───── Data under study
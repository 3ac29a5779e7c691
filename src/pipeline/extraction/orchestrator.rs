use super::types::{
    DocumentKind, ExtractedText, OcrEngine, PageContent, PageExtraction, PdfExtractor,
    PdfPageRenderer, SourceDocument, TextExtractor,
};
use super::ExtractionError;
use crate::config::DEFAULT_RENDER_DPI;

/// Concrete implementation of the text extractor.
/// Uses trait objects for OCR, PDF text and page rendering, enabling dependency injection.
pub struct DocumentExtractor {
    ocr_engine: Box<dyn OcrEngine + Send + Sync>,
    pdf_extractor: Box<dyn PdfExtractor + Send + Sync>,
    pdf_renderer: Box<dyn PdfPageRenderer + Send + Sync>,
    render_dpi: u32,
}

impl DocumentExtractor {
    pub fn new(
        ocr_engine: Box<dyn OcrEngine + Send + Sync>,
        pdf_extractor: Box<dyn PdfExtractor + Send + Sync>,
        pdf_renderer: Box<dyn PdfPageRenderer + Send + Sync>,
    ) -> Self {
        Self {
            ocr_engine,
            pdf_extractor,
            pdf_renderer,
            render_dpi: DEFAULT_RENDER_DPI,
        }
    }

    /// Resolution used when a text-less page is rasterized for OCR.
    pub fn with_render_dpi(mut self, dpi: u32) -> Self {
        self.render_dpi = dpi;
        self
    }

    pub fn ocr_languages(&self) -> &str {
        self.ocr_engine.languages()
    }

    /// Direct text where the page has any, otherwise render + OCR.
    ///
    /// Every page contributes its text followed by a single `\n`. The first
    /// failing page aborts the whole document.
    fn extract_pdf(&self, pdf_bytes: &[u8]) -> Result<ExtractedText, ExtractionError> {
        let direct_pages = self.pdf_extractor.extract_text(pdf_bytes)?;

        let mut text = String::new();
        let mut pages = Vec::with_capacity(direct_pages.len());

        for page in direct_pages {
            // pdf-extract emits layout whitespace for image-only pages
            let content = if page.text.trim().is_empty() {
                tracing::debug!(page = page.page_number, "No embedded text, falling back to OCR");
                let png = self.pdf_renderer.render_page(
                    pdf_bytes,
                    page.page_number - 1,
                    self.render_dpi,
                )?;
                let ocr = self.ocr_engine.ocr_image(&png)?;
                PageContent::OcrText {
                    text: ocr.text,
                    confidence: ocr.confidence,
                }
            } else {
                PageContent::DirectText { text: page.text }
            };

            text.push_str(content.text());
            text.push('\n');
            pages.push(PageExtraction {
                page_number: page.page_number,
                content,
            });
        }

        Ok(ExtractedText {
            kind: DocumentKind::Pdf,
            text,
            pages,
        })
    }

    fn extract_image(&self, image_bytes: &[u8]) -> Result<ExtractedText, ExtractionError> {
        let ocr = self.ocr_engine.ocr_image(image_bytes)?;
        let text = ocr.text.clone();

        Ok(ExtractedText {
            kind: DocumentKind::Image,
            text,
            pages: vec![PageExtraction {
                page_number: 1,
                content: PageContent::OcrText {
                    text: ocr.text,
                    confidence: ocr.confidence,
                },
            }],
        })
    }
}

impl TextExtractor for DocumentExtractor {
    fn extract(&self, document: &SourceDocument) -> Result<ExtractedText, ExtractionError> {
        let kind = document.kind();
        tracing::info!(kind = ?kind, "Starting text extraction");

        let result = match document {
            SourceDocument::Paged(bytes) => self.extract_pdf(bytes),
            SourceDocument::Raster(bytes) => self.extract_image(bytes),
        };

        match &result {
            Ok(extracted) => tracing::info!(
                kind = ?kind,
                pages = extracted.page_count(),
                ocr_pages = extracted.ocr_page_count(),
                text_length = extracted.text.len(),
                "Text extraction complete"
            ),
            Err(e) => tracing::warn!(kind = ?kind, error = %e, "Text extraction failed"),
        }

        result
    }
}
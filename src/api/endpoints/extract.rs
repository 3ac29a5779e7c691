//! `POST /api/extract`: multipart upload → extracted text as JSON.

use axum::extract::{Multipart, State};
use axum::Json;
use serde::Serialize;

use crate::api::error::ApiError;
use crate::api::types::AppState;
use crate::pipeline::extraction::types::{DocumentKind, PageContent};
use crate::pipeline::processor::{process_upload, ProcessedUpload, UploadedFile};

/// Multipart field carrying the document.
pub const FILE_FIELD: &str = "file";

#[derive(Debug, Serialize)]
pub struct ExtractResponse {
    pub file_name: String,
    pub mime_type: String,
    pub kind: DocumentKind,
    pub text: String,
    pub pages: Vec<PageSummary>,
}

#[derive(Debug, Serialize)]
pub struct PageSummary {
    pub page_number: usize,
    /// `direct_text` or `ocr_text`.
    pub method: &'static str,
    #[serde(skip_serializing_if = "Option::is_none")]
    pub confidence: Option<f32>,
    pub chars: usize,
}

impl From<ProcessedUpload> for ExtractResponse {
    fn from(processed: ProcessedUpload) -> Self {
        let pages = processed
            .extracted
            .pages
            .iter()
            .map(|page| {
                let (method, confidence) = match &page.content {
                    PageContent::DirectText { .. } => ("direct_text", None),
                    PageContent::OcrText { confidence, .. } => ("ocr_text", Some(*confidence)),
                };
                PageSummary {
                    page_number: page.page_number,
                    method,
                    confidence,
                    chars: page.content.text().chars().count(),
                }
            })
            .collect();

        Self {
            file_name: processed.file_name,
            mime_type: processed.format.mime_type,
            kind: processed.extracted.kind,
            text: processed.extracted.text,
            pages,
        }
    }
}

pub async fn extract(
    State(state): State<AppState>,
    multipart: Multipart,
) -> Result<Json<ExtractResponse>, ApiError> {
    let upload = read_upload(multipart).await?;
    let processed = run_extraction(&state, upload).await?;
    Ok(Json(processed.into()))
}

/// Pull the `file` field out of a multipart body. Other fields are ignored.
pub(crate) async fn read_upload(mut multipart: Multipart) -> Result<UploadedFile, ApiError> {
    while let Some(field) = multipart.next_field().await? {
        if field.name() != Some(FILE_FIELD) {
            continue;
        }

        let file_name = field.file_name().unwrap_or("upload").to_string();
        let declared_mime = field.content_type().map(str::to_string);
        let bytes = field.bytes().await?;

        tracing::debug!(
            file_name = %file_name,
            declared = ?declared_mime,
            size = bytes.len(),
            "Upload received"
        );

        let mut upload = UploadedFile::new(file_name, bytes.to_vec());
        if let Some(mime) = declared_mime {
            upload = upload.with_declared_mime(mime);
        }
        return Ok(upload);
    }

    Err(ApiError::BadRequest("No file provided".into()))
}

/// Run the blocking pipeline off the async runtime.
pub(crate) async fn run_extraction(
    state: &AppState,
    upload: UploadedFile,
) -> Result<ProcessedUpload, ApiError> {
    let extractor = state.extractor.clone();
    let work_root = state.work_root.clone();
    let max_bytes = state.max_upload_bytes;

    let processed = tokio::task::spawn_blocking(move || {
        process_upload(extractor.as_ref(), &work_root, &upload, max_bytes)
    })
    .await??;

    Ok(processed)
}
──────────
Problem requirements: Each record needs to be duplicated exactly.

Task solution:
repository 3ac29a5779e7c691
filename src/pipeline/extraction/orchestrator.rs
use super::types::{
    DocumentKind, ExtractedText, OcrEngine, PageContent, PageExtraction, PdfExtractor,
    PdfPageRenderer, SourceDocument, TextExtractor,
};
use super::ExtractionError;
use crate::config::DEFAULT_RENDER_DPI;

/// Concrete implementation of the text extractor.
/// Uses trait objects for OCR, PDF text and page rendering, enabling dependency injection.
pub struct DocumentExtractor {
    ocr_engine: Box<dyn OcrEngine + Send + Sync>,
    pdf_extractor: Box<dyn PdfExtractor + Send + Sync>,
    pdf_renderer: Box<dyn PdfPageRenderer + Send + Sync>,
    render_dpi: u32,
}

impl DocumentExtractor {
    pub fn new(
        ocr_engine: Box<dyn OcrEngine + Send + Sync>,
        pdf_extractor: Box<dyn PdfExtractor + Send + Sync>,
        pdf_renderer: Box<dyn PdfPageRenderer + Send + Sync>,
    ) -> Self {
        Self {
            ocr_engine,
            pdf_extractor,
            pdf_renderer,
            render_dpi: DEFAULT_RENDER_DPI,
        }
    }

    /// Resolution used when a text-less page is rasterized for OCR.
    pub fn with_render_dpi(mut self, dpi: u32) -> Self {
        self.render_dpi = dpi;
        self
    }

    pub fn ocr_languages(&self) -> &str {
        self.ocr_engine.languages()
    }

    /// Direct text where the page has any, otherwise render + OCR.
    ///
    /// Every page contributes its text followed by a single `\n`. The first
    /// failing page aborts the whole document.
    fn extract_pdf(&self, pdf_bytes: &[u8]) -> Result<ExtractedText, ExtractionError> {
        let direct_pages = self.pdf_extractor.extract_text(pdf_bytes)?;

        let mut text = String::new();
        let mut pages = Vec::with_capacity(direct_pages.len());

        for page in direct_pages {
            // pdf-extract emits layout whitespace for image-only pages
            let content = if page.text.trim().is_empty() {
                tracing::debug!(page = page.page_number, "No embedded text, falling back to OCR");
                let png = self.pdf_renderer.render_page(
                    pdf_bytes,
                    page.page_number - 1,
                    self.render_dpi,
                )?;
                let ocr = self.ocr_engine.ocr_image(&png)?;
                PageContent::OcrText {
                    text: ocr.text,
                    confidence: ocr.confidence,
                }
            } else {
                PageContent::DirectText { text: page.text }
            };

            text.push_str(content.text());
            text.push('\n');
            pages.push(PageExtraction {
                page_number: page.page_number,
                content,
            });
        }

        Ok(ExtractedText {
            kind: DocumentKind::Pdf,
            text,
            pages,
        })
    }

    fn extract_image(&self, image_bytes: &[u8]) -> Result<ExtractedText, ExtractionError> {
        let ocr = self.ocr_engine.ocr_image(image_bytes)?;
        let text = ocr.text.clone();

        Ok(ExtractedText {
            kind: DocumentKind::Image,
            text,
            pages: vec![PageExtraction {
                page_number: 1,
                content: PageContent::OcrText {
                    text: ocr.text,
                    confidence: ocr.confidence,
                },
            }],
        })
    }
}

impl TextExtractor for DocumentExtractor {
    fn extract(&self, document: &SourceDocument) -> Result<ExtractedText, ExtractionError> {
        let kind = document.kind();
        tracing::info!(kind = ?kind, "Starting text extraction");

        let result = match document {
            SourceDocument::Paged(bytes) => self.extract_pdf(bytes),
            SourceDocument::Raster(bytes) => self.extract_image(bytes),
        };

        match &result {
            Ok(extracted) => tracing::info!(
                kind = ?kind,
                pages = extracted.page_count(),
                ocr_pages = extracted.ocr_page_count(),
                text_length = extracted.text.len(),
                "Text extraction complete"
            ),
            Err(e) => tracing::warn!(kind = ?kind, error = %e, "Text extraction failed"),
        }

        result
    }
}
filename src/api/endpoints/extract.rs
repository 3ac29a5779e7c691
//! `POST /api/extract`: multipart upload → extracted text as JSON.

use axum::extract::{Multipart, State};
use axum::Json;
use serde::Serialize;

use crate::api::error::ApiError;
use crate::api::types::AppState;
use crate::pipeline::extraction::types::{DocumentKind, PageContent};
use crate::pipeline::processor::{process_upload, ProcessedUpload, UploadedFile};

/// Multipart field carrying the document.
pub const FILE_FIELD: &str = "file";

#[derive(Debug, Serialize)]
pub struct ExtractResponse {
    pub file_name: String,
    pub mime_type: String,
    pub kind: DocumentKind,
    pub text: String,
    pub pages: Vec<PageSummary>,
}

#[derive(Debug, Serialize)]
pub struct PageSummary {
    pub page_number: usize,
    /// `direct_text` or `ocr_text`.
    pub method: &'static str,
    #[serde(skip_serializing_if = "Option::is_none")]
    pub confidence: Option<f32>,
    pub chars: usize,
}

impl From<ProcessedUpload> for ExtractResponse {
    fn from(processed: ProcessedUpload) -> Self {
        let pages = processed
            .extracted
            .pages
            .iter()
            .map(|page| {
                let (method, confidence) = match &page.content {
                    PageContent::DirectText { .. } => ("direct_text", None),
                    PageContent::OcrText { confidence, .. } => ("ocr_text", Some(*confidence)),
                };
                PageSummary {
                    page_number: page.page_number,
                    method,
                    confidence,
                    chars: page.content.text().chars().count(),
                }
            })
            .collect();

        Self {
            file_name: processed.file_name,
            mime_type: processed.format.mime_type,
            kind: processed.extracted.kind,
            text: processed.extracted.text,
            pages,
        }
    }
}

pub async fn extract(
    State(state): State<AppState>,
    multipart: Multipart,
) -> Result<Json<ExtractResponse>, ApiError> {
    let upload = read_upload(multipart).await?;
    let processed = run_extraction(&state, upload).await?;
    Ok(Json(processed.into()))
}

/// Pull the `file` field out of a multipart body. Other fields are ignored.
pub(crate) async fn read_upload(mut multipart: Multipart) -> Result<UploadedFile, ApiError> {
    while let Some(field) = multipart.next_field().await? {
        if field.name() != Some(FILE_FIELD) {
            continue;
        }

        let file_name = field.file_name().unwrap_or("upload").to_string();
        let declared_mime = field.content_type().map(str::to_string);
        let bytes = field.bytes().await?;

        tracing::debug!(
            file_name = %file_name,
            declared = ?declared_mime,
            size = bytes.len(),
            "Upload received"
        );

        let mut upload = UploadedFile::new(file_name, bytes.to_vec());
        if let Some(mime) = declared_mime {
            upload = upload.with_declared_mime(mime);
        }
        return Ok(upload);
    }

    Err(ApiError::BadRequest("No file provided".into()))
}

/// Run the blocking pipeline off the async runtime.
pub(crate) async fn run_extraction(
    state: &AppState,
    upload: UploadedFile,
) -> Result<ProcessedUpload, ApiError> {
    let extractor = state.extractor.clone();
    let work_root = state.work_root.clone();
    let max_bytes = state.max_upload_bytes;

    let processed = tokio::task::spawn_blocking(move || {
        process_upload(extractor.as_ref(), &work_root, &upload, max_bytes)
    })
    .await??;

    Ok(processed)
}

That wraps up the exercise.